Friedman also brings with her a fierce commitment to Israel. In 2000, as the second intifada raged, some at HUC suggested that they scale back the requirement that all rabbinic students spend time studying in Israel. Friedman, Ellenson said, led the charge to keep the Israel program fully intact, despite the increasing wave of terror attacks. Now, in her first month chairing the board, Friedman has already established an Israel committee, tasked with examining HUC’s role in the development of Jewish identity among Israelis.
Politically, Friedman is hard to pin down. She is a self-described independent who clearly prefers to keep politics separate from her religious affiliation. She is no less adamant that the Reform movement, with its liberal leanings, should not become a mouthpiece for the Democratic Party. “We need to be careful not to be political,” she said, drawing a line between party politics and the movement’s long-standing tendency to champion various, generally liberal causes, a phenomenon that she supports. In recent years, Reform leaders have played a leading role in shining a spotlight on the ongoing genocide in Darfur, Sudan.

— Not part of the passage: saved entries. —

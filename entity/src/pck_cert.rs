use sea_orm::entity::prelude::*;
use sea_orm::FromJsonQueryResult;
use serde::{Deserialize, Serialize};

/// Full set of PCK certificates PCS issued for a platform, with the
/// parallel list of TCBM values and the index of the certificate selected
/// for the platform's raw TCB. `pck_certs` and `tcbms` always have the
/// same length and `cert_index` stays within bounds.
#[derive(Clone, Debug, PartialEq, Eq, DeriveEntityModel, Serialize, Deserialize)]
#[sea_orm(table_name = "pck_certs")]
pub struct Model {
    #[sea_orm(primary_key, auto_increment = false)]
    pub qe_id: String,
    pub pce_id: String,
    pub fmspc: String,
    pub cert_index: i32,
    #[sea_orm(column_type = "Json")]
    pub pck_certs: StringList,
    #[sea_orm(column_type = "Json")]
    pub tcbms: StringList,
    pub pck_cert_chain_id: i32,
    pub created_time: DateTimeUtc,
    pub updated_time: DateTimeUtc,
}

/// JSON-backed list column.
#[derive(Clone, Debug, Default, PartialEq, Eq, Serialize, Deserialize, FromJsonQueryResult)]
pub struct StringList(pub Vec<String>);

#[derive(Copy, Clone, Debug, EnumIter, DeriveRelation)]
pub enum Relation {
    #[sea_orm(
        belongs_to = "super::pck_cert_chain::Entity",
        from = "Column::PckCertChainId",
        to = "super::pck_cert_chain::Column::Id",
        on_update = "Restrict",
        on_delete = "Restrict"
    )]
    PckCertChain,
}

impl Related<super::pck_cert_chain::Entity> for Entity {
    fn to() -> RelationDef {
        Relation::PckCertChain.def()
    }
}

impl ActiveModelBehavior for ActiveModel {}
//! Chain access layer
//!
//! Everything that touches the notarization ledger network lives here: the
//! [`ChainClient`] capability trait, the fee estimator, the account signer,
//! the confirmation waiter, and the JSON-RPC client implementation.
//!
//! The trait seam exists so alternate ledgers with different fee markets can
//! be substituted without touching the transaction builder or the service
//! pipeline, and so tests can run against an in-process chain.

pub mod fees;
pub mod rpc;
pub mod signer;
pub mod units;
pub mod waiter;

use async_trait::async_trait;
use serde::{Deserialize, Serialize};

use crate::types::Result;

/// Unsigned transaction draft assembled by the builder.
///
/// Marker transactions are self-addressed and carry the encoded claim
/// payload in `data`; `value` stays zero.
#[derive(Debug, Clone, PartialEq, Eq, Serialize, Deserialize)]
pub struct TxDraft {
    pub from: String,
    pub to: String,
    /// Transferred amount in base units
    pub value: u128,
    /// Encoded payload, 0x-prefixed hex
    pub data: String,
    /// Gas limit; zero until the fee estimator sizes the draft
    pub gas_limit: u64,
    /// Gas price in base units; zero until the fee estimator sizes the draft
    pub gas_price: u128,
}

impl TxDraft {
    /// A self-addressed marker transaction carrying `payload`
    pub fn marker(address: &str, payload: String) -> Self {
        Self {
            from: address.to_string(),
            to: address.to_string(),
            value: 0,
            data: payload,
            gas_limit: 0,
            gas_price: 0,
        }
    }
}

/// A signed, wire-ready transaction
#[derive(Debug, Clone)]
pub struct SignedTx {
    /// Raw transaction bytes, 0x-prefixed hex
    pub raw: String,
    /// Transaction hash, known before broadcast
    pub hash: String,
}

/// Handle to an in-flight broadcast. Holding one does NOT mean the
/// transaction is included; pass it to the confirmation waiter.
#[derive(Debug, Clone)]
pub struct PendingTx {
    pub hash: String,
}

/// Transaction state as reported by a node
#[derive(Debug, Clone, Serialize, Deserialize)]
pub struct ChainTransaction {
    pub hash: String,
    /// None while the transaction is still pending
    pub block_number: Option<u64>,
    pub gas_used: Option<u64>,
    pub data: String,
}

/// A confirmed transaction with its final accounting
#[derive(Debug, Clone, Serialize, Deserialize)]
pub struct TransactionRecord {
    pub to: String,
    pub value: u128,
    pub data: String,
    pub gas_limit: u64,
    pub gas_price: u128,
    pub hash: String,
    pub block_number: u64,
    pub gas_used: u64,
    /// Actual cost in base units: `gas_used * gas_price`
    pub cost: u128,
}

/// Capability interface over the notarization ledger network.
///
/// Implementations: [`rpc::HttpChainClient`] for real nodes; tests provide
/// in-process fakes.
#[async_trait]
pub trait ChainClient: Send + Sync {
    /// Current balance of `address` in base units
    async fn get_balance(&self, address: &str) -> Result<u128>;

    /// Next transaction nonce for `address`
    async fn get_nonce(&self, address: &str) -> Result<u64>;

    /// Simulate `draft` against the node and return a base gas estimate
    async fn estimate_gas(&self, draft: &TxDraft) -> Result<u64>;

    /// Current network gas price in base units
    async fn gas_price(&self) -> Result<u128>;

    /// Broadcast a raw transaction; returns the transaction hash
    async fn broadcast(&self, raw: &str) -> Result<String>;

    /// Fetch a transaction by hash; `None` if the node has never seen it
    async fn get_transaction(&self, hash: &str) -> Result<Option<ChainTransaction>>;
}
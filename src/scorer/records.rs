//! Trusted identity reference dataset
//!
//! Read-only ground truth the scorer compares extracted fields against.
//! Loaded once at startup from a JSON file; never written by this crate.

use std::collections::HashMap;
use std::path::Path;

use serde::{Deserialize, Serialize};
use tracing::info;

use crate::types::{NotaryError, Result};

/// One entry in the trusted reference dataset
#[derive(Debug, Clone, Serialize, Deserialize)]
pub struct TrustedIdentityRecord {
    /// Primary identity document number claimants are looked up by
    pub identity_key: String,

    pub personal: PersonalRecord,
    pub document: DocumentRecord,
    pub financial: FinancialRecord,
}

/// Personal fields of a trusted record
#[derive(Debug, Clone, Serialize, Deserialize)]
pub struct PersonalRecord {
    pub full_name: String,
    pub date_of_birth: String,
    pub gender: String,
    pub guardian_name: String,
    pub mobile_number: String,
}

/// Identity-document fields of a trusted record
#[derive(Debug, Clone, Serialize, Deserialize)]
pub struct DocumentRecord {
    /// Secondary-ID number (tax card)
    pub secondary_id_number: String,
    pub address: String,
    pub issue_date: String,
}

/// Financial fields of a trusted record
#[derive(Debug, Clone, Serialize, Deserialize)]
pub struct FinancialRecord {
    pub annual_income: u64,
}

/// In-memory trusted record table, keyed by normalized identity key
#[derive(Debug, Default)]
pub struct TrustedRecordTable {
    records: HashMap<String, TrustedIdentityRecord>,
}

/// Identity keys are printed with grouping spaces on the physical document;
/// lookups ignore all whitespace.
pub fn normalize_key(key: &str) -> String {
    key.chars().filter(|c| !c.is_whitespace()).collect()
}

impl TrustedRecordTable {
    /// Build a table from a list of records
    pub fn from_records(records: Vec<TrustedIdentityRecord>) -> Self {
        let records = records
            .into_iter()
            .map(|r| (normalize_key(&r.identity_key), r))
            .collect();
        Self { records }
    }

    /// Load the reference dataset from a JSON file
    pub fn load(path: &Path) -> Result<Self> {
        let raw = std::fs::read_to_string(path).map_err(|e| {
            NotaryError::Config(format!(
                "cannot read trusted records at {}: {}",
                path.display(),
                e
            ))
        })?;

        let records: Vec<TrustedIdentityRecord> = serde_json::from_str(&raw).map_err(|e| {
            NotaryError::Config(format!("invalid trusted record dataset: {}", e))
        })?;

        info!("Loaded {} trusted identity records from {}", records.len(), path.display());
        Ok(Self::from_records(records))
    }

    /// Look up a record by claimed identity key
    pub fn get(&self, identity_key: &str) -> Option<&TrustedIdentityRecord> {
        self.records.get(&normalize_key(identity_key))
    }

    pub fn len(&self) -> usize {
        self.records.len()
    }

    pub fn is_empty(&self) -> bool {
        self.records.is_empty()
    }
}

#[cfg(test)]
mod tests {
    use super::*;

    fn sample_record() -> TrustedIdentityRecord {
        TrustedIdentityRecord {
            identity_key: "1234 5678 9012".to_string(),
            personal: PersonalRecord {
                full_name: "Ramesh Kumar".to_string(),
                date_of_birth: "1958-04-12".to_string(),
                gender: "Male".to_string(),
                guardian_name: "Mohan Kumar".to_string(),
                mobile_number: "9876543210".to_string(),
            },
            document: DocumentRecord {
                secondary_id_number: "ABCPK1234F".to_string(),
                address: "123, Some Street, City, State".to_string(),
                issue_date: "2015-06-01".to_string(),
            },
            financial: FinancialRecord { annual_income: 75_000 },
        }
    }

    #[test]
    fn test_lookup_ignores_whitespace() {
        let table = TrustedRecordTable::from_records(vec![sample_record()]);

        assert!(table.get("1234 5678 9012").is_some());
        assert!(table.get("123456789012").is_some());
        assert!(table.get("9999 9999 9999").is_none());
    }

    #[test]
    fn test_record_parses_from_json() {
        let json = r#"[{
            "identity_key": "1111 2222 3333",
            "personal": {
                "full_name": "Anjali Sharma",
                "date_of_birth": "2003-01-20",
                "gender": "Female",
                "guardian_name": "Rakesh Sharma",
                "mobile_number": "9812345678"
            },
            "document": {
                "secondary_id_number": "XYZPS9876K",
                "address": "101, Some Street, City, State",
                "issue_date": "2019-03-11"
            },
            "financial": { "annual_income": 150000 }
        }]"#;

        let records: Vec<TrustedIdentityRecord> = serde_json::from_str(json).unwrap();
        let table = TrustedRecordTable::from_records(records);
        assert_eq!(table.len(), 1);
        assert_eq!(
            table.get("111122223333").unwrap().financial.annual_income,
            150_000
        );
    }
}
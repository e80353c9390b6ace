//! HTTP API surface
//!
//! Thin JSON layer over the notary service for surrounding application
//! code: claim submission, public token verification, and the account
//! balance probe. No sessions, no auth - those belong to the outer
//! application.

pub mod routes;

use std::sync::Arc;

use axum::response::{IntoResponse, Response};
use axum::routing::{get, post};
use axum::{Json, Router};
use serde::Serialize;

use crate::service::NotaryService;
use crate::types::NotaryError;

/// Shared handler state
#[derive(Clone)]
pub struct ApiState {
    pub service: Arc<NotaryService>,
}

/// Build the API router
pub fn create_router(service: Arc<NotaryService>) -> Router {
    Router::new()
        .route("/api/claims", post(routes::submit_claim))
        .route("/api/evaluate", post(routes::evaluate))
        .route("/api/verify/:token", get(routes::verify_token))
        .route("/api/balance", get(routes::balance))
        .route("/health", get(routes::health))
        .with_state(ApiState { service })
}

/// JSON error body
#[derive(Debug, Serialize)]
pub struct ErrorBody {
    pub error: String,
}

impl IntoResponse for NotaryError {
    fn into_response(self) -> Response {
        let status = self.status_code();
        let body = ErrorBody {
            error: self.to_string(),
        };
        (status, Json(body)).into_response()
    }
}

Friedman’s husband, former Goldman Sachs executive Stephen Friedman, would appear to be at odds with the socially liberal politics of the Reform movement: He is a two-time Bush administration appointee, having served as the president’s national economic adviser before becoming chairman of the Foreign Intelligence Advisory Board in 2005. According to Barbara Friedman, the couple manages to keep their professional lives separate. “I’m supportive of him, he’s supportive of me,” she said. People do “kind of wonder,” she added, but her husband’s Bush administration ties “have not been an issue” for other HUC board members.

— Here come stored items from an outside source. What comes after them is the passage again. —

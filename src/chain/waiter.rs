//! Confirmation waiting
//!
//! Polls the node until a broadcast transaction is included in a block.
//! A timeout does NOT cancel the underlying broadcast; the transaction may
//! still confirm later. Callers must treat a timeout as "unknown", not
//! "failed", and re-check by hash before resubmitting.

use std::time::Duration;

use tracing::{debug, info};

use super::{ChainClient, PendingTx, TransactionRecord, TxDraft};
use crate::types::{NotaryError, Result};

/// Wait for inclusion of `pending`, polling every `poll_interval`, for at
/// most `timeout`.
///
/// On inclusion the final record is assembled from the sized draft and the
/// node-reported receipt, with actual cost `gas_used * gas_price`.
pub async fn await_confirmation(
    client: &dyn ChainClient,
    draft: &TxDraft,
    pending: &PendingTx,
    timeout: Duration,
    poll_interval: Duration,
) -> Result<TransactionRecord> {
    let poll = async {
        loop {
            if let Some(tx) = client.get_transaction(&pending.hash).await? {
                if let (Some(block_number), Some(gas_used)) = (tx.block_number, tx.gas_used) {
                    return Ok::<_, NotaryError>((block_number, gas_used));
                }
                debug!(hash = %pending.hash, "transaction seen, not yet included");
            } else {
                debug!(hash = %pending.hash, "transaction not yet visible to node");
            }
            tokio::time::sleep(poll_interval).await;
        }
    };

    let (block_number, gas_used) = tokio::time::timeout(timeout, poll)
        .await
        .map_err(|_| NotaryError::Timeout {
            hash: pending.hash.clone(),
            timeout_secs: timeout.as_secs(),
        })??;

    let cost = u128::from(gas_used)
        .checked_mul(draft.gas_price)
        .ok_or_else(|| NotaryError::Internal("confirmed cost overflows u128".to_string()))?;

    info!(
        hash = %pending.hash,
        block_number,
        gas_used,
        "transaction confirmed"
    );

    Ok(TransactionRecord {
        to: draft.to.clone(),
        value: draft.value,
        data: draft.data.clone(),
        gas_limit: draft.gas_limit,
        gas_price: draft.gas_price,
        hash: pending.hash.clone(),
        block_number,
        gas_used,
        cost,
    })
}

Ellenson concurred, noting that both liberals and conservatives sit on the board. “There’s a consensus,” he said, “about the importance of there being a liberal religious Jewish presence in this country that supersedes and transcends political orientations and loyalties.” And Friedman, Ellenson added, is deeply committed to expanding that presence.
“She sees the mission of HUC as going beyond the Reform movement itself,” he explained. “Barbara feels we have an obligation to provide liberal Jewish religious leadership in general.”